Mary lay in bed, watching the summer moonlight streaming through the open casement. Beside her, Philip—her Philip, her darling, her joy—was breathing evenly.
Her part, as she understood it, was to lie still, submit to his attentions, and pray for an heir. She was managing, she thought, rather well. Just let her get pregnant, and then that constant thorn in her side, her sister Elizabeth—if she was her sister, of course—could go hang herself. Next to her, Philip was pretending to be asleep. He was praying that his dried-up spinster of a wife would soon be with child, so that he could in conscience abstain from her bed and perhaps, if he could contrive it, get back to Spain for a while.As the newlyweds begin a campaign of incinerating England's "heretics", Mary vacillates. Is it better to keep her menace of a half-sister nearby? If she's at court, she can be watched like a hawk, but she gets on Mary's nerves insufferably. If she's banished to a house in the middle of nowhere, she's pleasantly out of Mary's line of sight but woefully available to those Protestants who would overthrow her. Being far advanced in what turns out to be a false pregnancy, Mary feels especially indecisive and vulnerable.

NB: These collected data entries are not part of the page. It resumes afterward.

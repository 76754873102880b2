//! CSV source files.

use std::borrow::Cow;
use std::collections::HashSet;
use std::fs::File;
use std::path::Path;

use bom_model::{CellValue, RawRecord, SourceFile};
use csv::{ByteRecord, ReaderBuilder};
use tracing::debug;

use crate::error::{IngestError, Result};
use crate::source_name;

/// Reads a CSV file into a [`SourceFile`].
///
/// The first row with any non-empty cell is the header row. Header strings
/// are kept as written apart from a leading byte-order mark. Empty cells
/// become [`CellValue::Empty`], everything else stays text.
pub fn read_csv_file(path: &Path) -> Result<SourceFile> {
    let file = File::open(path).map_err(|e| IngestError::open(path, e))?;
    let mut reader = ReaderBuilder::new()
        .has_headers(false)
        .flexible(true)
        .from_reader(file);

    let mut rows: Vec<Vec<String>> = Vec::new();
    for record in reader.byte_records() {
        let record = record.map_err(|source| IngestError::CsvParse {
            path: path.to_path_buf(),
            source,
        })?;
        if record.iter().all(<[u8]>::is_empty) {
            continue;
        }
        rows.push(decode_row(&record, path));
    }

    let mut rows = rows.into_iter();
    let Some(header_row) = rows.next() else {
        return Err(IngestError::EmptyFile {
            path: path.to_path_buf(),
        });
    };
    let columns = header_columns(header_row, path);
    let headers: Vec<String> = columns.iter().map(|(_, header)| header.clone()).collect();

    let mut records = Vec::new();
    for row in rows {
        if row.len() > columns.len() {
            debug!(
                path = %path.display(),
                cells = row.len(),
                columns = columns.len(),
                "row longer than header, extra cells ignored"
            );
        }
        let mut record = RawRecord::with_capacity(columns.len());
        for (idx, header) in &columns {
            let value = match row.get(*idx).map(String::as_str) {
                None | Some("") => CellValue::Empty,
                Some(text) => CellValue::text(text),
            };
            record.insert(header.as_str(), value);
        }
        records.push(record);
    }

    debug!(
        path = %path.display(),
        headers = headers.len(),
        records = records.len(),
        "read CSV file"
    );
    Ok(SourceFile::new(source_name(path), headers, records))
}

/// Decodes one row as UTF-8, replacing invalid bytes with U+FFFD.
///
/// Legacy exports (Windows-1252 `µ`, `Ω`) would otherwise fail the whole file.
fn decode_row(record: &ByteRecord, path: &Path) -> Vec<String> {
    let line = record.position().map_or(0, csv::Position::line);
    record
        .iter()
        .map(|field| match String::from_utf8_lossy(field) {
            Cow::Borrowed(text) => text.to_string(),
            Cow::Owned(text) => {
                debug!(path = %path.display(), line, "invalid UTF-8 replaced");
                text
            }
        })
        .collect()
}

/// Picks the usable header columns as `(column index, header)` pairs.
///
/// Blank headers are dropped. A repeated header is renamed `<header>_<n>`
/// with the smallest `n` not already taken, so its column is kept as a
/// separate field.
fn header_columns(row: Vec<String>, path: &Path) -> Vec<(usize, String)> {
    let mut headers: Vec<(usize, String)> = Vec::with_capacity(row.len());
    for (idx, raw) in row.into_iter().enumerate() {
        let header = if idx == 0 {
            raw.trim_start_matches('\u{feff}').to_string()
        } else {
            raw
        };
        if header.trim().is_empty() {
            debug!(path = %path.display(), column = idx, "blank header, column skipped");
            continue;
        }
        headers.push((idx, header));
    }

    // Every spelling in the row is reserved so a rename never shadows a
    // header that appears verbatim further right.
    let spelled: HashSet<String> = headers.iter().map(|(_, header)| header.clone()).collect();
    let mut used: HashSet<String> = HashSet::with_capacity(headers.len());
    let mut columns = Vec::with_capacity(headers.len());
    for (idx, header) in headers {
        if used.insert(header.clone()) {
            columns.push((idx, header));
            continue;
        }
        let mut n = 1;
        let renamed = loop {
            let candidate = format!("{header}_{n}");
            if !spelled.contains(&candidate) && !used.contains(&candidate) {
                break candidate;
            }
            n += 1;
        };
        debug!(path = %path.display(), header = %header, renamed = %renamed, "duplicate header renamed");
        used.insert(renamed.clone());
        columns.push((idx, renamed));
    }
    columns
}

#[cfg(test)]
mod tests {
    use super::*;
    use std::io::Write;
    use tempfile::NamedTempFile;

    fn create_temp_csv(content: &str) -> NamedTempFile {
        let mut file = NamedTempFile::new().unwrap();
        write!(file, "{}", content).unwrap();
        file
    }

    #[test]
    fn test_read_csv_file_basic() {
        let file = create_temp_csv("MPN,Mfr,Qty\nLM358N,TI,10\nNE555,,5\n");
        let source = read_csv_file(file.path()).unwrap();

        assert_eq!(source.headers, vec!["MPN", "Mfr", "Qty"]);
        assert_eq!(source.record_count(), 2);
        assert_eq!(source.records[0].get("Qty"), Some(&CellValue::text("10")));
        assert_eq!(source.records[1].get("Mfr"), Some(&CellValue::Empty));
    }

    #[test]
    fn test_read_csv_file_with_bom() {
        let file = create_temp_csv("\u{feff}MPN,Description\nX1,Widget\n");
        let source = read_csv_file(file.path()).unwrap();
        assert_eq!(source.headers, vec!["MPN", "Description"]);
    }

    #[test]
    fn test_read_csv_file_keeps_header_spelling() {
        let file = create_temp_csv(" Mfr. Part # ,Unit Price\nA,1\n");
        let source = read_csv_file(file.path()).unwrap();
        assert_eq!(source.headers[0], " Mfr. Part # ");
    }

    #[test]
    fn test_read_csv_file_skips_blank_rows_and_pads_short_rows() {
        let file = create_temp_csv(",,\nMPN,Mfr,Qty\n,,\nX1\n");
        let source = read_csv_file(file.path()).unwrap();
        assert_eq!(source.headers, vec!["MPN", "Mfr", "Qty"]);
        assert_eq!(source.record_count(), 1);
        assert_eq!(source.records[0].len(), 3);
        assert_eq!(source.records[0].get("Qty"), Some(&CellValue::Empty));
    }

    #[test]
    fn test_read_csv_file_duplicate_and_blank_headers() {
        let file = create_temp_csv("MPN,,MPN,Notes,Notes\nA,x,B,a,b\n");
        let source = read_csv_file(file.path()).unwrap();
        assert_eq!(source.headers, vec!["MPN", "MPN_1", "Notes", "Notes_1"]);
        let record = &source.records[0];
        assert_eq!(record.get("MPN"), Some(&CellValue::text("A")));
        assert_eq!(record.get("MPN_1"), Some(&CellValue::text("B")));
        assert_eq!(record.get("Notes"), Some(&CellValue::text("a")));
        assert_eq!(record.get("Notes_1"), Some(&CellValue::text("b")));
        assert_eq!(record.len(), 4);
    }

    #[test]
    fn test_read_csv_file_renamed_duplicate_skips_existing_spelling() {
        let file = create_temp_csv("Notes,Notes,Notes_1\na,b,c\n");
        let source = read_csv_file(file.path()).unwrap();
        assert_eq!(source.headers, vec!["Notes", "Notes_2", "Notes_1"]);
        assert_eq!(source.records[0].get("Notes_2"), Some(&CellValue::text("b")));
        assert_eq!(source.records[0].get("Notes_1"), Some(&CellValue::text("c")));
    }

    #[test]
    fn test_read_csv_file_invalid_utf8_is_replaced() {
        let mut file = NamedTempFile::new().unwrap();
        file.write_all(b"MPN,Description\nC0603,100nF 50V \xb5 \xd9\n").unwrap();
        let source = read_csv_file(file.path()).unwrap();
        assert_eq!(source.record_count(), 1);
        assert_eq!(source.records[0].get("MPN"), Some(&CellValue::text("C0603")));
        assert_eq!(
            source.records[0].get("Description"),
            Some(&CellValue::text("100nF 50V \u{fffd} \u{fffd}"))
        );
    }

    #[test]
    fn test_read_csv_file_empty() {
        let file = create_temp_csv("");
        let result = read_csv_file(file.path());
        assert!(matches!(result, Err(IngestError::EmptyFile { .. })));
    }

    #[test]
    fn test_read_csv_file_header_only() {
        let file = create_temp_csv("MPN,Mfr\n");
        let source = read_csv_file(file.path()).unwrap();
        assert_eq!(source.headers.len(), 2);
        assert_eq!(source.record_count(), 0);
    }

    #[test]
    fn test_read_csv_file_not_found() {
        let result = read_csv_file(Path::new("/nonexistent/quote.csv"));
        assert!(matches!(result, Err(IngestError::FileNotFound { .. })));
    }
}
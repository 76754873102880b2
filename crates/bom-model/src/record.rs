//! Ordered field/value records.

use serde::ser::{Serialize, SerializeMap, Serializer};

use crate::value::CellValue;

/// A single row keyed by field name.
///
/// Fields keep their first-insertion order so exported columns follow the
/// source layout. Records are narrow (tens of columns), so lookups scan the
/// field list.
#[derive(Debug, Clone, Default, PartialEq)]
pub struct Record {
    fields: Vec<(String, CellValue)>,
}

/// A row as it appears in a source file, keyed by the raw header string.
pub type RawRecord = Record;

/// A row keyed by canonical field names (or passthrough headers).
pub type CanonicalRecord = Record;

/// A row restricted to the fixed display columns of the condensed view.
pub type CondensedRecord = Record;

impl Record {
    pub fn new() -> Self {
        Self::default()
    }

    pub fn with_capacity(capacity: usize) -> Self {
        Self {
            fields: Vec::with_capacity(capacity),
        }
    }

    pub fn len(&self) -> usize {
        self.fields.len()
    }

    pub fn is_empty(&self) -> bool {
        self.fields.is_empty()
    }

    pub fn get(&self, name: &str) -> Option<&CellValue> {
        self.fields
            .iter()
            .find(|(field, _)| field == name)
            .map(|(_, value)| value)
    }

    pub fn get_mut(&mut self, name: &str) -> Option<&mut CellValue> {
        self.fields
            .iter_mut()
            .find(|(field, _)| field == name)
            .map(|(_, value)| value)
    }

    pub fn contains(&self, name: &str) -> bool {
        self.get(name).is_some()
    }

    /// Sets a field, returning the previous value if the field existed.
    ///
    /// An overwritten field keeps its original position.
    pub fn insert(&mut self, name: impl Into<String>, value: CellValue) -> Option<CellValue> {
        let name = name.into();
        if let Some(idx) = self.fields.iter().position(|(field, _)| *field == name) {
            return Some(std::mem::replace(&mut self.fields[idx].1, value));
        }
        self.fields.push((name, value));
        None
    }

    pub fn names(&self) -> impl Iterator<Item = &str> {
        self.fields.iter().map(|(name, _)| name.as_str())
    }

    pub fn iter(&self) -> impl Iterator<Item = (&str, &CellValue)> {
        self.fields.iter().map(|(name, value)| (name.as_str(), value))
    }
}

impl IntoIterator for Record {
    type Item = (String, CellValue);
    type IntoIter = std::vec::IntoIter<(String, CellValue)>;

    fn into_iter(self) -> Self::IntoIter {
        self.fields.into_iter()
    }
}

impl<K, V> FromIterator<(K, V)> for Record
where
    K: Into<String>,
    V: Into<CellValue>,
{
    fn from_iter<I: IntoIterator<Item = (K, V)>>(iter: I) -> Self {
        let mut record = Record::new();
        for (name, value) in iter {
            record.insert(name, value.into());
        }
        record
    }
}

impl Serialize for Record {
    fn serialize<S>(&self, serializer: S) -> Result<S::Ok, S::Error>
    where
        S: Serializer,
    {
        let mut map = serializer.serialize_map(Some(self.fields.len()))?;
        for (name, value) in &self.fields {
            map.serialize_entry(name, value)?;
        }
        map.end()
    }
}
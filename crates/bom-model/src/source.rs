use serde::Serialize;

use crate::record::RawRecord;

/// One ingested tabular file: its header row and data rows in file order.
#[derive(Debug, Clone, Default, Serialize)]
pub struct SourceFile {
    /// Display name, usually the file name.
    pub name: String,
    /// Raw header strings from the first row, in column order.
    pub headers: Vec<String>,
    pub records: Vec<RawRecord>,
}

impl SourceFile {
    pub fn new(name: impl Into<String>, headers: Vec<String>, records: Vec<RawRecord>) -> Self {
        Self {
            name: name.into(),
            headers,
            records,
        }
    }

    pub fn record_count(&self) -> usize {
        self.records.len()
    }
}
#![deny(unsafe_code)]

//! Merge engine for canonical BOM records.
//!
//! Records sharing an MPN identity are folded into the first record seen for
//! that identity using merge-fill: blank fields are filled from later
//! duplicates, populated fields are never overwritten. Records without an
//! identity are kept as-is after all identified records.
//!
//! # Example
//!
//! ```ignore
//! use bom_merge::{Batch, condense};
//!
//! let mut batch = Batch::new();
//! batch.push_file(read_source_file(path)?);
//! let outcome = batch.normalize(&CanonicalSchema::default())?;
//! let condensed = condense(&outcome.normalized);
//! ```

pub mod batch;
pub mod condense;
pub mod engine;
pub mod error;

pub use batch::Batch;
pub use condense::{DISPLAY_COLUMNS, condense, condense_record};
pub use engine::{MergeEngine, NormalizeOutcome, merge_fill, normalize, normalize_raw};
pub use error::{MergeError, Result};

Philip, her ostensibly devoted husband, has his own private thoughts on the matter.
“We will make no decision as to her future until after your confinement, but I do feel she should be brought back to court so that I can keep an eye on her until then.” And, he thought to himself, it would be wise to establish a good working relationship with Elizabeth just in case she ever does become queen.
Philip was thinking that, even as a furtive Protestant, Elizabeth would be preferable to Mary, Queen of Scots, any day.
Weir does a spectacular job of building what we know of the Virgin Queen from the records of her youth and the turbulent years of Mary's reign. This woman knew as a child that she wanted to rule. She knew herself to be capable of it. She had more than enough examples of good and strong women who had squandered or lost their power to husbands, Mary included.
For in the course of her long seclusion, she had discovered that the most important thing to her in life was freedom: the freedom to come and go as she pleased, to make her own choices, and not constantly to have to submit to the will of others. Such freedoms did not come with marriage.Elizabeth is back in a remote country house in the north when the horsemen ride up, just as Mary's entourage had done years before. These horsemen bring a different message: Long Live the Queen. Long Live Queen Elizabeth.